Brian:             Which means a better, bigger return —


Kara:              — for the farmer, and that is always a positive. With your work in extension and getting out on the farm, how do you see ways that we can implement these poultry housing improvements and operational improvements across the industry to better improve the quality of the birds and the success of our farmers?


Brian:             That’s a tough question because there are a lot of factors that are involved, from economics. All of these things are going to have a different investment, and people are going to be looking to see, “Okay, if I invest this much, how long is it going to take me to see a return or recoup that investment?” That’s one factor that’s going to be going into this. Others (are) going to be education, in a way — being able to demonstrate and help those people understand how this can help them improve their operation, improve their bird performance and, ultimately, their bottom line.
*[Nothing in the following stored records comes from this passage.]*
use std::net::SocketAddr;
use std::sync::Arc;

use tokio::net::{TcpListener, TcpStream};
use tokio::sync::{broadcast, mpsc};
use tokio::time::{self, Duration};
use tracing::{debug, error, info, warn};

use crate::network::{Direction, Lifecycle, LifecycleState};
use crate::service::engine::EngineShared;
use crate::{AppError, AppResult, Shutdown};

/// Owns one listening socket and turns accept completions into connections.
///
/// The accept loop acquires an admission permit before accepting, so at the
/// connection ceiling newly arriving sockets are held in the backlog rather
/// than accepted and torn down; the loop resumes as soon as a close frees a
/// slot. Every accepted socket goes through the engine's single
/// establishment path shared with the connector.
#[derive(Debug)]
pub struct Acceptor {
    listener: TcpListener,
    local_addr: SocketAddr,
    shared: Arc<EngineShared>,
    notify_shutdown: broadcast::Sender<()>,
    _shutdown_complete_tx: mpsc::Sender<()>,
    lifecycle: Lifecycle,
}

impl Acceptor {
    /// Binds the listener. A bind failure is unrecoverable and aborts
    /// engine startup.
    pub(crate) async fn bind(
        listen_address: &str,
        shared: Arc<EngineShared>,
        notify_shutdown: broadcast::Sender<()>,
        shutdown_complete_tx: mpsc::Sender<()>,
    ) -> AppResult<Acceptor> {
        let bind_result = TcpListener::bind(listen_address).await;
        if let Err(err) = &bind_result {
            let error_msg = format!(
                "Failed to bind listener to address: {} - Error: {}",
                listen_address, err
            );
            error!(error_msg);
            return Err(AppError::IllegalStateError(error_msg));
        }
        let listener = bind_result?;
        let local_addr = listener.local_addr()?;
        info!("acceptor binding to {} for listening", local_addr);

        let lifecycle = Lifecycle::new();
        lifecycle.advance(LifecycleState::Uninitialized, LifecycleState::Initialized);
        Ok(Acceptor {
            listener,
            local_addr,
            shared,
            notify_shutdown,
            _shutdown_complete_tx: shutdown_complete_tx,
            lifecycle,
        })
    }

    pub fn local_addr(&self) -> SocketAddr {
        self.local_addr
    }

    /// Runs the accept loop until the shutdown signal arrives or accepting
    /// fails past the retry budget.
    pub(crate) async fn run(self) -> AppResult<()> {
        self.lifecycle
            .advance(LifecycleState::Initialized, LifecycleState::Running);
        let mut shutdown = Shutdown::new(self.notify_shutdown.subscribe());

        let result = loop {
            // hold new arrivals in the backlog while at the ceiling
            let permit = tokio::select! {
                _ = shutdown.recv() => break Ok(()),
                permit = self.shared.connection_permits.clone().acquire_owned() => {
                    match permit {
                        Ok(permit) => permit,
                        Err(_) => break Ok(()),
                    }
                }
            };

            let socket = tokio::select! {
                _ = shutdown.recv() => break Ok(()),
                res = self.accept() => match res {
                    Ok(socket) => socket,
                    Err(e) => break Err(e),
                }
            };

            match self.shared.install_connection(socket, Direction::Inbound) {
                Ok(conn) => {
                    // the permit is now owned by the connection slot and
                    // handed back by its close callback
                    permit.forget();
                    debug!(
                        "accepted connection {} from {}",
                        conn.id(),
                        conn.remote_addr()
                    );
                }
                Err(e) => {
                    warn!("rejecting accepted socket: {}", e);
                }
            }
        };

        self.lifecycle
            .advance(LifecycleState::Running, LifecycleState::Stopping);
        self.lifecycle
            .advance(LifecycleState::Stopping, LifecycleState::StopComplete);
        info!("acceptor on {} stopped", self.local_addr);
        result
    }

    async fn accept(&self) -> AppResult<TcpStream> {
        let mut backoff = 1;

        loop {
            match self.listener.accept().await {
                Ok((socket, _)) => return Ok(socket),
                Err(err) => {
                    if backoff > 64 {
                        return Err(AppError::Accept(format!(
                            "accept tcp server error: {}",
                            err
                        )));
                    }
                }
            }

            time::sleep(Duration::from_secs(backoff)).await;
            backoff *= 2;
        }
    }
}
I know we’ve been saying how much it’s going to help the grower. It will help the grower, but it’s also going to help the companies as well, because the more efficient those birds are, the more efficient they are at converting feed into muscle, into bird. So, with that being our most expensive input into the live production side nowadays, companies are going to be just as interested in this. The integrators are going to be just as interested in this as those farmers are.


Kara:              Well, we are lucky to have research specialists and extension specialists like yourself that are willing to work with our farmers and work with our companies to address these issues. Where do you see your research going a few more years down the road?


Brian:             We are moving into trying to tie what the bird — that effective temperature. The effective temperature is what that bird actually is feeling. It’s a combination of all the environmental factors that include air temperature, relative humidity, air movement, bird density. All of these things come together and affect that bird body temperature and what the bird is actually feeling.


So, what we’ve been doing and will continue to do over the next couple of years is trying to measure the actual bird body temperature in relation to those different environmental things — controlling the humidity better, doing a better job at keeping the birds evenly distributed, just do those types of management things. The other thing that we’re working at is we’re still looking at new technologies. We’re going to start our third test farm with variable-speed fans to look and see how those can be implemented into broiler production or poultry production in general to conserve energy.


Kara:              Well, that is wonderful, and best of luck to your future research. Thank you so much for joining me today. This was Dr. Brian Fairchild, professor and extension poultry scientist from the University of Georgia. Thank you.


Brian: All right.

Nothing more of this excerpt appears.